COVID-19 and Cancer Reports to End May 2020

These reports shows an increase in new registrations and diagnostic procedures in May compared to April 2020. The overall number of diagnostic procedures and new cancer registrations in 2020 remains lower than 2019. The disruptions to diagnostic services seen in April 2020 are now showing up in medical oncology, radiation oncology and haematology services, with fewer attendances in May.

Broken down by DHB:
Nationally:

COVID-19 and Cancer Report to End June 2020

There has been a substantial increase in new cancer registrations and diagnostic procedures in June compared to May 2020. This report shows that we are catching up on cancer registrations from the lockdown period.

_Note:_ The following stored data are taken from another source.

//! Interactive first-run configuration.

pub mod wizard;

pub use wizard::run_setup_wizard;
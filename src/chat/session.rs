//! Chat flow controller for one visitor session against one agent.
//!
//! A session is created in the loading step and is either refused
//! (not found, inactive, store failure) or starts `Ready` with a greeting.
//! Each submission then goes through the payment gate:
//! 1. Gate trips → `PaymentRequired`, the message waits for payment
//! 2. Otherwise the reply is generated and the transcript persisted
//!
//! Provider failures never reach the visitor; they become a fixed apology.

use crate::chat::gate;
use crate::config::OportunaConfig;
use crate::error::{ChatError, GenerateError};
use crate::llm::ResponseGenerator;
use crate::payment::{format_fee, PaymentInitiator, WalletConnectPayment};
use crate::state::{save_transcript, Store};
use crate::types::*;
use chrono::Utc;
use serde::{Deserialize, Serialize};
use std::sync::Arc;
use tracing::{debug, error, info, warn};

/// Appended when the provider call fails.
pub const APOLOGY_REPLY: &str = "Sorry, I encountered an error. Please try again.";

/// Appended when the payment collaborator reports failure.
pub const PAYMENT_FAILED_REPLY: &str =
    "There was an error processing your payment. Please try again.";

pub const PAY_ACTION_LABEL: &str = "Pay to Continue";

/// Collaborators shared by every session.
#[derive(Clone)]
pub struct ChatContext {
    pub store: Arc<dyn Store>,
    pub generator: ResponseGenerator,
    pub payments: Arc<dyn PaymentInitiator>,
    pub receiving_address: String,
    pub free_visitor_turns: usize,
}

impl ChatContext {
    /// Build from a validated configuration.
    pub fn from_config(config: &OportunaConfig, store: Arc<dyn Store>) -> Self {
        Self {
            store,
            generator: ResponseGenerator::from_config(config),
            payments: Arc::new(WalletConnectPayment::new(Some(config.wallet_project_id.as_str()))),
            receiving_address: config.receiving_address.clone(),
            free_visitor_turns: config.free_visitor_turns,
        }
    }
}

#[derive(Debug, Clone, Copy, PartialEq, Eq, Serialize, Deserialize)]
#[serde(rename_all = "snake_case")]
pub enum ChatPhase {
    /// Accepting visitor input.
    Ready,
    /// Waiting on the pay action; free text is refused.
    PaymentRequired,
}

/// What the visitor is asked to pay before the conversation continues.
#[derive(Debug, Clone, PartialEq, Serialize, Deserialize)]
pub struct PaymentPrompt {
    pub amount: String,
    pub token: String,
    pub message: String,
    pub action: String,
}

impl PaymentPrompt {
    fn for_agent(agent: &Agent) -> Self {
        let amount = format_fee(agent.fee());
        Self {
            message: format!(
                "To continue this conversation, a payment of {} {} is required.",
                amount, agent.fee_token
            ),
            amount,
            token: agent.fee_token.clone(),
            action: PAY_ACTION_LABEL.to_string(),
        }
    }
}

/// Result of a submission or pay action.
#[derive(Debug, Clone, PartialEq)]
pub enum Turn {
    /// The agent answered.
    Replied(String),
    /// Generation failed and the apology was appended.
    Apologized,
    /// The gate tripped; the message waits for payment.
    PaymentRequired(PaymentPrompt),
    /// The payment collaborator reported failure; the gate stays engaged.
    PaymentFailed,
}

/// Public projection of an agent for visitors.
#[derive(Debug, Clone, Serialize, Deserialize)]
pub struct AgentCard {
    pub slug: String,
    pub name: String,
    pub description: Option<String>,
    pub fee_amount: Option<f64>,
    pub fee_token: String,
}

The overall number of diagnostic procedures and new cancer registrations in 2020 remains lower than 2019. Cancer treatment services – surgery, medical oncology, radiation oncology and haematology – continued during the COVID-19 lockdown and continue to be delivered at pre-COVID volumes.

COVID-19 and Cancer Report to End July 2020

There continues to be an increase in new cancer registrations and diagnostic procedures in July 2020. This report shows that we are continuing to catch up on the dip in cancer registrations seen over the lockdown period. The overall number of diagnostic procedures and new cancer registrations in 2020 remains somewhat lower than 2019, but the gap continues to close. Cancer treatment services – surgery, medical oncology, radiation oncology and haematology – continued during the COVID-19 lockdown and continue to be delivered at pre-COVID volumes in the months since.

COVID-19 and Cancer Report to End August 2020

There continues to be an increase in new cancer registrations in August 2020. This report shows we have nearly caught up on the dip in cancer registrations seen over the lockdown period. Cancer treatment services – surgery, medical oncology, radiation oncology and haematology – continued during the COVID-19 lockdown and continue to be delivered at pre-COVID volumes in the months since.

COVID-19 and Cancer Report to End October 2020

There has now been the same number of new cancer diagnoses made in 2020 as were made in 2019. In general, the COVID-19 response does not appear to have increased inequities in the cancer system; however, the concerning exception is lung cancer. This report includes a section looking at lung cancer in more detail, aiming to describe the inequities in detail and consider what the potential drivers of these inequities are.